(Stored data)
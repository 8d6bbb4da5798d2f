//! Per-POI distance measurement.
//!
//! ```text
//! all POIs ──haversine ≤ max radius──► survivors
//!     ──tiered snap (centre + batch)──► bounded Dijkstra from centre
//!     ──path + centre offset + POI offset ≤ max radius──► network distance
//! ```
//!
//! A POI without a network distance (unsnapped, unreached, or beyond the
//! bound) keeps `network_km = None`; the distance mode decides what that
//! means for aggregation.

use std::sync::Arc;

use serde::Serialize;
use tracing::debug;

use sa_core::GeoPoint;
use sa_poi::PoiRecord;
use sa_spatial::{PlainNetwork, SnapTiers};

/// Distances of one POI from the query centre.
#[derive(Copy, Clone, Debug, PartialEq, Serialize)]
pub struct PoiDistance {
    /// Index into the category's POI slice.
    pub index:        usize,
    pub haversine_km: f64,
    pub network_km:   Option<f64>,
}

/// Measured POIs of one category.
#[derive(Clone, Debug)]
pub struct CategoryDistances {
    pub category:  String,
    pub pois:      Arc<[PoiRecord]>,
    /// Only POIs within the query's largest radius by haversine.
    pub distances: Vec<PoiDistance>,
}

impl CategoryDistances {
    /// POI and distances, in measurement order.
    pub fn iter(&self) -> impl Iterator<Item = (&PoiRecord, &PoiDistance)> + '_ {
        self.distances.iter().map(|d| (&self.pois[d.index], d))
    }
}

/// Network distance in metres from `center` to every point, bounded by
/// `radius_m`.  Output is index-aligned with `points`.
pub fn network_distances_m(
    network: &PlainNetwork,
    center: GeoPoint,
    points: &[GeoPoint],
    radius_m: f64,
    tiers: SnapTiers,
) -> Vec<Option<f64>> {
    let mut out = vec![None; points.len()];
    let Some(origin) = network.snap_tiered(center, tiers) else {
        return out;
    };
    let snaps = network.snap_batch_tiered(points, tiers);
    if snaps.iter().all(Option::is_none) {
        return out;
    }

    let tree = network.shortest_paths_from(origin.node, radius_m);
    for (slot, snap) in out.iter_mut().zip(&snaps) {
        let Some(snap) = snap else { continue };
        let Some(path_m) = tree.distance_to(snap.node) else { continue };
        let total = path_m + origin.offset_m + snap.offset_m;
        if total <= radius_m {
            *slot = Some(total);
        }
    }
    debug!(
        points = points.len(),
        routed = out.iter().filter(|d| d.is_some()).count(),
        center_offset_m = origin.offset_m,
        "network distances"
    );
    out
}

/// Haversine-filter `pois` to `max_radius_km`, then attach network
/// distances when `network` is given.
pub fn measure_category(
    category: &str,
    pois: Arc<[PoiRecord]>,
    center: GeoPoint,
    max_radius_km: f64,
    network: Option<&PlainNetwork>,
    tiers: SnapTiers,
) -> CategoryDistances {
    let mut distances: Vec<PoiDistance> = pois
        .iter()
        .enumerate()
        .filter_map(|(index, poi)| {
            let haversine_km = center.distance_km(poi.pos);
            (haversine_km <= max_radius_km).then_some(PoiDistance { index, haversine_km, network_km: None })
        })
        .collect();

    if let Some(network) = network.filter(|_| !distances.is_empty()) {
        let points: Vec<GeoPoint> = distances.iter().map(|d| pois[d.index].pos).collect();
        let network_m = network_distances_m(network, center, &points, max_radius_km * 1_000.0, tiers);
        for (d, m) in distances.iter_mut().zip(network_m) {
            d.network_km = m.map(|m| m / 1_000.0);
        }
    }

    CategoryDistances { category: category.to_owned(), pois, distances }
}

Problem statement: Each record should be repeated in full, exactly as it is written.

Your solution:
repository 8d6bbb4da5798d2f
//! Per-POI distance measurement.
//!
//! ```text
//! all POIs ──haversine ≤ max radius──► survivors
//!     ──tiered snap (centre + batch)──► bounded Dijkstra from centre
//!     ──path + centre offset + POI offset ≤ max radius──► network distance
//! ```
//!
//! A POI without a network distance (unsnapped, unreached, or beyond the
//! bound) keeps `network_km = None`; the distance mode decides what that
//! means for aggregation.

use std::sync::Arc;

use serde::Serialize;
use tracing::debug;

use sa_core::GeoPoint;
use sa_poi::PoiRecord;
use sa_spatial::{PlainNetwork, SnapTiers};

/// Distances of one POI from the query centre.
#[derive(Copy, Clone, Debug, PartialEq, Serialize)]
pub struct PoiDistance {
    /// Index into the category's POI slice.
    pub index:        usize,
    pub haversine_km: f64,
    pub network_km:   Option<f64>,
}

/// Measured POIs of one category.
#[derive(Clone, Debug)]
pub struct CategoryDistances {
    pub category:  String,
    pub pois:      Arc<[PoiRecord]>,
    /// Only POIs within the query's largest radius by haversine.
    pub distances: Vec<PoiDistance>,
}

impl CategoryDistances {
    /// POI and distances, in measurement order.
    pub fn iter(&self) -> impl Iterator<Item = (&PoiRecord, &PoiDistance)> + '_ {
        self.distances.iter().map(|d| (&self.pois[d.index], d))
    }
}

/// Network distance in metres from `center` to every point, bounded by
/// `radius_m`.  Output is index-aligned with `points`.
pub fn network_distances_m(
    network: &PlainNetwork,
    center: GeoPoint,
    points: &[GeoPoint],
    radius_m: f64,
    tiers: SnapTiers,
) -> Vec<Option<f64>> {
    let mut out = vec![None; points.len()];
    let Some(origin) = network.snap_tiered(center, tiers) else {
        return out;
    };
    let snaps = network.snap_batch_tiered(points, tiers);
    if snaps.iter().all(Option::is_none) {
        return out;
    }

    let tree = network.shortest_paths_from(origin.node, radius_m);
    for (slot, snap) in out.iter_mut().zip(&snaps) {
        let Some(snap) = snap else { continue };
        let Some(path_m) = tree.distance_to(snap.node) else { continue };
        let total = path_m + origin.offset_m + snap.offset_m;
        if total <= radius_m {
            *slot = Some(total);
        }
    }
    debug!(
        points = points.len(),
        routed = out.iter().filter(|d| d.is_some()).count(),
        center_offset_m = origin.offset_m,
        "network distances"
    );
    out
}

/// Haversine-filter `pois` to `max_radius_km`, then attach network
/// distances when `network` is given.
pub fn measure_category(
    category: &str,
    pois: Arc<[PoiRecord]>,
    center: GeoPoint,
    max_radius_km: f64,
    network: Option<&PlainNetwork>,
    tiers: SnapTiers,
) -> CategoryDistances {
    let mut distances: Vec<PoiDistance> = pois
        .iter()
        .enumerate()
        .filter_map(|(index, poi)| {
            let haversine_km = center.distance_km(poi.pos);
            (haversine_km <= max_radius_km).then_some(PoiDistance { index, haversine_km, network_km: None })
        })
        .collect();

    if let Some(network) = network.filter(|_| !distances.is_empty()) {
        let points: Vec<GeoPoint> = distances.iter().map(|d| pois[d.index].pos).collect();
        let network_m = network_distances_m(network, center, &points, max_radius_km * 1_000.0, tiers);
        for (d, m) in distances.iter_mut().zip(network_m) {
            d.network_km = m.map(|m| m / 1_000.0);
        }
    }

    CategoryDistances { category: category.to_owned(), pois, distances }
}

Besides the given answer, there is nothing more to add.